In other words, according to White, nourishment was not the Anasazi’s main
reason for eating their neighbours. The primary motivation was subjugation. The
threat of being eaten must have filled the Polacca Walsh with a terror greater even
than that of mere death, helping to cow them into submission.
6.
The Polacca Walsh lived relatively recently. However, other research suggests
cannibalism has a long and ignoble history among humans. For example, in the past
few years, palaeontologists working at an 800,000 year-old settlement uncovered at
Atapuerca in Spain have found clear signs that our early ancestors lunched on each
other with relish. “The evidence is strong,” says Yolanda Fernandez-Jalvo of
Madrid’s Natural History Museum. “Human bones at Atapuerca have cut marks and
had clearly been stripped of their flesh. They were also mixed up with bones of
animals that had been eaten.”
7.
And the practice has not necessarily been consigned to the distant past. There
have been a plethora of reports about recent cases of anthropophagy (human-eating).

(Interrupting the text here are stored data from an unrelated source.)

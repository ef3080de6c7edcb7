//! Demo operations.
//!
//! `DemoPlugin` registers a small catalogue covering every parameter shape,
//! void and deferred operations, and a failing one. `TracingObserver` logs
//! every lifecycle event.

use std::sync::Arc;
use std::time::Duration;

use async_trait::async_trait;
use extcall_core::{Envelope, ParamType, Value};
use tracing::{debug, info, warn};

use crate::bridge::BridgeHandle;
use crate::service::observer::LifecycleObserver;
use crate::service::operation::{OperationDescriptor, OperationError, Outcome, RegistryError};
use crate::service::registry::{ExtensionPlugin, OperationRegistry};

/// Example plugin with one operation per supported shape.
pub struct DemoPlugin {
    version: Arc<str>,
}

impl DemoPlugin {
    #[must_use]
    pub fn new(version: impl Into<Arc<str>>) -> Self {
        Self {
            version: version.into(),
        }
    }
}

impl Default for DemoPlugin {
    fn default() -> Self {
        Self::new(env!("CARGO_PKG_VERSION"))
    }
}

fn one_to_five() -> Value {
    Value::from(vec![1, 2, 3, 4, 5])
}

#[async_trait]
impl ExtensionPlugin for DemoPlugin {
    fn name(&self) -> &'static str {
        "demo"
    }

    fn register(&self, registry: &OperationRegistry) -> Result<(), RegistryError> {
        let version = Arc::clone(&self.version);
        registry.register(
            OperationDescriptor::builder("Version")
                .handler(move |_, _| Ok(Value::Text(version.to_string()).into())),
        )?;

        for name in ["Numeric", "Add"] {
            registry.register(
                OperationDescriptor::builder(name)
                    .param("first", ParamType::Number)
                    .param("second", ParamType::Number)
                    .handler(|args, ctx| {
                        let (first, second) = (args.number(0)?, args.number(1)?);
                        debug!(operation = %ctx.operation, first, second, "adding");
                        Ok((first + second).into())
                    }),
            )?;
        }

        registry.register(
            OperationDescriptor::builder("Boolean")
                .param("input", ParamType::Boolean)
                .handler(|args, _| {
                    debug!(input = args.boolean(0)?, "Boolean called");
                    Ok(Value::Sequence(vec![Value::Boolean(true), Value::from(1000)]).into())
                }),
        )?;

        registry.register(
            OperationDescriptor::builder("String")
                .param("input", ParamType::Text)
                .handler(|args, _| Ok(args.text(0)?.to_string().into())),
        )?;

        registry.register(
            OperationDescriptor::builder("Null")
                .param("input", ParamType::Boolean)
                .void()
                .handler(|args, _| {
                    debug!(input = args.boolean(0)?, "Null called");
                    Ok(Outcome::Ready(Value::Null))
                }),
        )?;

        registry.register(
            OperationDescriptor::builder("Array")
                .param("first", ParamType::Number)
                .param("second", ParamType::Sequence)
                .param("third", ParamType::Number)
                .handler(|args, _| {
                    debug!(items = args.sequence(1)?.len(), "Array called");
                    Ok(one_to_five().into())
                }),
        )?;

        registry.register(
            OperationDescriptor::builder("ArrayInner")
                .param("items", ParamType::Sequence)
                .handler(|_, _| {
                    let nested = Value::Sequence(vec![
                        Value::from(1),
                        Value::from(2),
                        Value::from(3),
                        Value::from(4),
                        Value::from(vec![1]),
                        Value::from(5),
                    ]);
                    Ok(nested.into())
                }),
        )?;

        registry.register(
            OperationDescriptor::builder("NoArgs").handler(|_, _| Ok(one_to_five().into())),
        )?;

        registry.register(
            OperationDescriptor::builder("Sleep")
                .param_with_default("ms", ParamType::Number, 1000)
                .handler(|args, ctx| {
                    let ms = args.number(0)?;
                    let duration = Duration::try_from_secs_f64(ms / 1000.0).map_err(|_| {
                        OperationError::InvalidArgument {
                            index: 0,
                            reason: format!("not a valid sleep duration: {ms}"),
                        }
                    })?;
                    Ok(Outcome::deferred(async move {
                        tokio::select! {
                            () = tokio::time::sleep(duration) => Ok(Value::Number(ms)),
                            () = ctx.cancelled() => Err(OperationError::Cancelled),
                        }
                    }))
                }),
        )?;

        registry.register(
            OperationDescriptor::builder("Fail")
                .param_with_default("message", ParamType::Text, "failure requested")
                .handler(|args, _| Err(OperationError::failed(args.text(0)?))),
        )?;

        Ok(())
    }

    async fn on_start(&self, bridge: BridgeHandle) -> anyhow::Result<()> {
        bridge.send_to_host("test_method1", &[Value::from(1), Value::from(2), Value::from(3)]);
        bridge.send_to_host("test_method2", &[Value::from(true)]);
        info!(version = %self.version, "demo plugin started");
        Ok(())
    }
}

// ---------------------------------------------------------------------------
// TracingObserver
// ---------------------------------------------------------------------------

/// Logs every lifecycle event through `tracing`.
#[derive(Debug, Default)]
pub struct TracingObserver;

impl LifecycleObserver for TracingObserver {
    fn on_version(&self, version: &str) {
        info!(version, "version requested");
    }

    fn on_method_called(&self, function: &str, args: &[String]) {
        info!(function, ?args, "method called");
    }

    fn on_method_response(&self, function: &str, envelope: &Envelope) {
        info!(function, response = %envelope.to_reply(), "method responded");
    }

    fn on_async_started(&self, operation: &str, token: Option<&str>, key: i64) {
        info!(operation, token, key, "async task started");
    }

    fn on_async_completed(&self, operation: &str, token: &str, success: bool) {
        info!(operation, token, success, "async task completed");
    }

    fn on_async_cancelled(&self, token: &str, success: bool) {
        info!(token, success, "async task cancel requested");
    }

    fn on_send_to_host(&self, function: &str, payload: &[Value]) {
        info!(function, items = payload.len(), "sent to host");
    }

    fn on_error(&self, message: &str) {
        warn!(message, "bridge error");
    }
}

#[cfg(test)]
mod tests {
    use super::*;
    use crate::service::operation::{Args, InvocationContext};
    use crate::service::worker::run;

    fn registry() -> OperationRegistry {
        let registry = OperationRegistry::new();
        DemoPlugin::new("9.9.9").register(&registry).unwrap();
        registry
    }

    async fn call(
        registry: &OperationRegistry,
        name: &str,
        args: Vec<Value>,
    ) -> Result<Value, OperationError> {
        let descriptor = registry.resolve(name).unwrap();
        let ctx = InvocationContext::detached(descriptor.name_arc());
        run(&descriptor, Args::new(args), ctx).await
    }

    #[test]
    fn registers_full_catalogue() {
        assert_eq!(
            registry().names(),
            vec![
                "Version", "Numeric", "Add", "Boolean", "String", "Null", "Array", "ArrayInner",
                "NoArgs", "Sleep", "Fail"
            ]
        );
        assert!(registry().is_void("null"));
    }

    #[tokio::test]
    async fn version_reports_configured_string() {
        let value = call(&registry(), "Version", vec![]).await.unwrap();
        assert_eq!(value, Value::from("9.9.9"));
    }

    #[tokio::test]
    async fn boolean_and_array_inner_shapes() {
        let registry = registry();
        let value = call(&registry, "Boolean", vec![Value::Boolean(true)]).await.unwrap();
        assert_eq!(extcall_core::codec::serialize_value(&value), "[true,1000]");

        let value = call(&registry, "ArrayInner", vec![Value::Sequence(vec![])]).await.unwrap();
        assert_eq!(extcall_core::codec::serialize_value(&value), "[1,2,3,4,[1],5]");
    }

    #[tokio::test]
    async fn fail_uses_message() {
        let err = call(&registry(), "Fail", vec![Value::from("nope")]).await.unwrap_err();
        assert_eq!(err.to_string(), "nope");
    }

    #[tokio::test]
    async fn sleep_rejects_negative_durations() {
        let err = call(&registry(), "Sleep", vec![Value::Number(-1.0)]).await.unwrap_err();
        assert!(matches!(err, OperationError::InvalidArgument { index: 0, .. }));
    }

    #[tokio::test]
    async fn sleep_observes_cancellation() {
        let registry = registry();
        let descriptor = registry.resolve("Sleep").unwrap();
        let cancel = tokio_util::sync::CancellationToken::new();
        let ctx = InvocationContext::new(descriptor.name_arc(), Some("t".into()), cancel.clone());
        cancel.cancel();
        let err = run(&descriptor, Args::new(vec![Value::Number(60_000.0)]), ctx)
            .await
            .unwrap_err();
        assert!(matches!(err, OperationError::Cancelled));
    }
}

During the famines in Stalin’s Russia, there were tales of communities surviving on
human flesh. And cannibalism continues in the former Soviet Union, it seems. Last
year, a 73-year-old woman was arrested after police discovered the half-eaten body of
her 82-year-old husband in their flat. Three months later, two Ukrainian prisoners
were found guilty of eating their cellmate, while two Russian soldiers were alleged to
have consumed a comrade. Each story was covered in gory detail by the US and
British press. In Russia, they scarcely made news.
8.
Going back to the 16th century, there are the stories about the Aztec empire. The
conquistadors alleged that the Aztecs were in the habit of butchering and eating their
prisoners, although in the past historians have tended to view such claims as attempts
to justify Spanish aggression. White disagrees, pointing out that carefully splintered
human bones have been found at several Aztec temple sites. “The evidence shows that
the Aztecs really were cannibals,” he says.
9.
Perhaps most revealing of all is a story related by the distinguished
anthropologist Jared Diamond from the University of California, Los Angeles, in his
most recent book, Guns, Germs and Steel. He tells of boatloads of Maori warriors
landing on Rekohu (Chatham Islands), 500 miles east of New Zealand, in 1835 and
announcing that the local Moriori people were now their slaves. Without waiting for a
response, they set upon the islanders. “They killed hundreds of Morioris, cooked and
ate many of the bodies, and enslaved all the others, killing most of them over the next
few years,” writes Diamond. He quotes one Maori who justified this savagery by
saying: “No one escaped. But what of that? It was in accordance with our custom.”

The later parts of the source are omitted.